Measure of separation quality in a chromatographic system

In chromatography, a chromatographic response function (CRF) is a coefficient which measures the quality of the separation in a chromatographic system.

Chromatographic response functions were created during the development of separation optimization, to compare the quality of many simulated or real chromatographic separations. Many CRFs have been proposed and discussed.

In high performance liquid chromatography, the CRF is calculated from various parameters of the peaks of solutes (like width, retention time, symmetry etc.) are considered into the calculation. In thin layer chromatography, the CRFs are based on the placement of the spots, measured as retardation factor (R_{F}) values.

== Examples in thin layer chromatography ==

The chromatographic response functions in thin layer chromatography characterize the equal-spreading of the spots. The ideal case, when the retardation factor (R_{F}) of the spots are uniformly distributed in [0,1] range (for example 0.25, 0.5 and 0.75 for three solutes) should be characterized as the best situation possible.

The simplest criteria are ΔR_{F} and ΔR_{F} product. They are the smallest difference between sorted retardation factor values, or the product of such differences.

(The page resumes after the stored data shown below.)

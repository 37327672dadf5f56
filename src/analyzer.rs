//! Batch and single-text analysis built on top of a [`SentimentClassifier`].

use crate::classifier::{LazyClassifier, SentimentClassifier, SharedClassifier};
use crate::core::{AnalyzerConfig, AnalyzerError, Result};
use crate::insights::{summarize, Summary};
use crate::text::{is_classifiable, normalize, segment, split_on_periods};
use serde::{Deserialize, Serialize};
use std::path::Path;
use std::sync::Arc;

/// Column holding the documents in CSV input.
pub const TEXT_COLUMN: &str = "text";

#[derive(Debug, Clone, PartialEq, Eq, Serialize, Deserialize)]
pub struct SentenceRecord {
    pub text: String,
    pub sentiment: String,
}

/// Ordered records of one run and the summary over their labels.
#[derive(Debug, Clone)]
pub struct Analysis {
    pub records: Vec<SentenceRecord>,
    pub summary: Summary,
}

impl Analysis {
    pub fn from_records(records: Vec<SentenceRecord>) -> Self {
        let labels: Vec<&str> = records.iter().map(|r| r.sentiment.as_str()).collect();
        let summary = summarize(&labels);
        Self { records, summary }
    }

    /// Write `text,sentiment` rows, header first.
    pub fn write_csv<P: AsRef<Path>>(&self, path: P) -> Result<()> {
        let mut writer = csv::Writer::from_path(path)?;
        writer.write_record([TEXT_COLUMN, "sentiment"])?;
        for record in &self.records {
            writer.write_record([record.text.as_str(), record.sentiment.as_str()])?;
        }
        writer.flush()?;
        Ok(())
    }

    /// Render the first `n` records as a right-aligned two-column table.
    pub fn preview(&self, n: usize) -> String {
        let rows = &self.records[..n.min(self.records.len())];
        if rows.is_empty() {
            return "(no segments)".to_string();
        }

        let text_width = column_width(TEXT_COLUMN, rows.iter().map(|r| r.text.as_str()));
        let label_width = column_width("sentiment", rows.iter().map(|r| r.sentiment.as_str()));

        let mut lines = Vec::with_capacity(rows.len() + 1);
        lines.push(format!(
            "{:>text_width$} {:>label_width$}",
            TEXT_COLUMN, "sentiment"
        ));
        for r in rows {
            lines.push(format!(
                "{:>text_width$} {:>label_width$}",
                r.text, r.sentiment
            ));
        }
        lines.join("\n")
    }
}

/// Drives normalization, segmentation and classification.
#[derive(Clone)]
pub struct LegalSentimentAnalyzer {
    classifier: SharedClassifier,
}

impl LegalSentimentAnalyzer {
    pub fn new<C: SentimentClassifier + 'static>(classifier: C) -> Self {
        Self {
            classifier: Arc::new(classifier),
        }
    }

    /// Analyzer whose FLAN-T5 model loads on the first classification.
    pub fn from_config(config: AnalyzerConfig) -> Self {
        Self::new(LazyClassifier::from_config(config))
    }

    pub fn classifier(&self) -> &SharedClassifier {
        &self.classifier
    }

    /// Analyze a plain text file (one document) or a CSV file with a
    /// `text` column (one document per row).
    pub fn process_file<P: AsRef<Path>>(&self, path: P) -> Result<Analysis> {
        let path = path.as_ref();
        let documents = read_documents(path)?;
        tracing::info!(path = %path.display(), documents = documents.len(), "processing file");

        let mut records = Vec::new();
        for document in &documents {
            self.classify_into(segment(&normalize(document)), &mut records)?;
        }

        tracing::debug!(segments = records.len(), "file processed");
        Ok(Analysis::from_records(records))
    }

    /// Analyze a single text body, splitting sentences on `.` only.
    pub fn analyze_text(&self, text: &str) -> Result<Analysis> {
        let mut records = Vec::new();
        self.classify_into(split_on_periods(&normalize(text)), &mut records)?;
        Ok(Analysis::from_records(records))
    }

    fn classify_into(
        &self,
        sentences: Vec<String>,
        records: &mut Vec<SentenceRecord>,
    ) -> Result<()> {
        for sentence in sentences {
            if !is_classifiable(&sentence) {
                continue;
            }
            let sentiment = self.classifier.classify(&sentence)?;
            tracing::trace!(%sentence, %sentiment, "classified");
            records.push(SentenceRecord {
                text: sentence,
                sentiment,
            });
        }
        Ok(())
    }
}

fn column_width<'a>(header: &str, cells: impl Iterator<Item = &'a str>) -> usize {
    cells
        .map(|cell| cell.chars().count())
        .chain(std::iter::once(header.chars().count()))
        .max()
        .unwrap_or(0)
}

fn read_documents(path: &Path) -> Result<Vec<String>> {
    if !path.exists() {
        return Err(AnalyzerError::InputNotFound(path.to_path_buf()));
    }

    let is_csv = path.to_string_lossy().ends_with(".csv");
    if !is_csv {
        return Ok(vec![std::fs::read_to_string(path)?]);
    }

    let mut reader = csv::ReaderBuilder::new().flexible(true).from_path(path)?;
    let column = reader
        .headers()?
        .iter()
        .position(|h| h == TEXT_COLUMN)
        .ok_or_else(|| {
            AnalyzerError::Schema(format!(
                "CSV file must contain a '{TEXT_COLUMN}' column."
            ))
        })?;

    let mut documents = Vec::new();
    for row in reader.records() {
        let row = row?;
        documents.push(row.get(column).unwrap_or_default().to_string());
    }
    Ok(documents)
}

Another function is the multispot response function (MRF) as developed by De Spiegeleer et al. It is based also of differences product. This function always lies between 0 and 1. When two R_{F} values are equal, it is equal to 0, when all R_{F} values are equal-spread, it is equal to 1. The L and U values – upper and lower limit of R_{F} – give possibility to avoid the band region.

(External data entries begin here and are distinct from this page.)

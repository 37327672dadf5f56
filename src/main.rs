//! legal-sentiment: sentence-level sentiment for legal documents.

use anyhow::Result;
use clap::builder::FalseyValueParser;
use clap::{Args, Parser, Subcommand};
use legal_sentiment::core::config::{DEFAULT_MODEL_ID, DEFAULT_REVISION};
use legal_sentiment::core::limit_compute_threads;
use legal_sentiment::AnalyzerConfig;
use std::net::IpAddr;
use std::path::PathBuf;

mod commands;
mod logging;

use commands::{cmd_analyze, cmd_serve};
use logging::init_logging;

const DEFAULT_OUTPUT: &str = "sentiment_analysis_results.csv";

#[derive(Parser)]
#[command(name = "legal-sentiment")]
#[command(about = "Sentence-level sentiment analysis for legal documents")]
struct Cli {
    #[command(flatten)]
    model: ModelArgs,

    #[command(subcommand)]
    command: Option<Command>,
}

#[derive(Args)]
struct ModelArgs {
    /// Hugging Face repository of the FLAN-T5 checkpoint
    #[arg(long, global = true, env = "LEGAL_SENTIMENT_MODEL", default_value = DEFAULT_MODEL_ID)]
    model_id: String,
    /// Git revision (branch, tag, commit hash) of the checkpoint
    #[arg(long, global = true, env = "LEGAL_SENTIMENT_REVISION", default_value = DEFAULT_REVISION)]
    revision: String,
    /// Run the model on CPU even if CUDA is available
    #[arg(
        long,
        global = true,
        env = "LEGAL_SENTIMENT_CPU",
        value_parser = FalseyValueParser::new()
    )]
    cpu: bool,
}

impl ModelArgs {
    fn into_config(self) -> AnalyzerConfig {
        AnalyzerConfig {
            model_id: self.model_id,
            revision: self.revision,
            cpu: self.cpu,
            ..AnalyzerConfig::default()
        }
    }
}

#[derive(Subcommand)]
enum Command {
    /// Analyze a text or CSV file (prompts for the path when omitted)
    Analyze {
        /// Input file; CSV input needs a `text` column
        path: Option<PathBuf>,
        /// Where to write the per-sentence results
        #[arg(short, long, default_value = DEFAULT_OUTPUT)]
        output: PathBuf,
    },
    /// Serve the HTTP API
    Serve {
        #[arg(long, default_value = "0.0.0.0")]
        host: IpAddr,
        #[arg(long, default_value_t = 8000)]
        port: u16,
    },
}

fn main() -> Result<()> {
    // Before any thread exists.
    limit_compute_threads();
    init_logging();

    let cli = Cli::parse();
    let config = cli.model.into_config();

    match cli.command {
        Some(Command::Analyze { path, output }) => cmd_analyze(config, path, &output)?,
        None => cmd_analyze(config, None, &PathBuf::from(DEFAULT_OUTPUT))?,
        Some(Command::Serve { host, port }) => cmd_serve(config, host, port)?,
    }

    Ok(())
}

$$\mathrm{MRF} = \frac{ (U - hR_{\mathrm{F}n})(hR_\mathrm{F1} - L) \displaystyle \prod^{n-1}_{i=1} (hR_{\mathrm{F}(i+1)} - hR_{\mathrm{F}i})} {\left(\frac{U - L}{n+1} \right)^{n+1}}$$

The last example of coefficient sensitive to minimal distance between spots is retention distance

$$R_\mathrm{D} = \Bigg[ (n+1)^{n+1} \prod^n_{i=0} {(R_{\mathrm{F}(i+1)} - R_{\mathrm{F}i}) \Bigg]^{\frac{1}{n}}}$$

The second group are criteria insensitive for minimal difference between R_{F} values (if two compounds are not separated, such CRF functions will not indicate it). They are equal to zero in equal-spread state increase when situation is getting worse.

There are:
- Separation response $$D = \sqrt{\sum^n_{i=1}\left(R_{\mathrm{F}i} - \frac{i-1}{n-1}\right)}$$
- Performance index $$I_\mathrm{p} = \sqrt{\frac{\sum(\Delta hR_{\mathrm{F}i} - \Delta hR_{\mathrm{F}t})^2}{n(n+1)}}$$
- Informational entropy $$S_\mathrm{m} = \sqrt{\frac{\sum(\Delta hR_{\mathrm{F}i} - \Delta hR_{\mathrm{F}t})^2}{n+1}}$$
- Retention uniformity $$R_\mathrm{U} = 1 - \sqrt{\frac{6(n+1)}{n(2n+1)}\sum_{i=1}^{n}{\left(R_{\mathrm{F}i} - \frac{i}{n+1} \right)^2}}$$

In all above formulas, n is the number of compounds separated, R_{Fi} is the retention factor of each compound i sorted in non-descending order, R_{F0} = 0 and R_{F(n + 1)} = 1.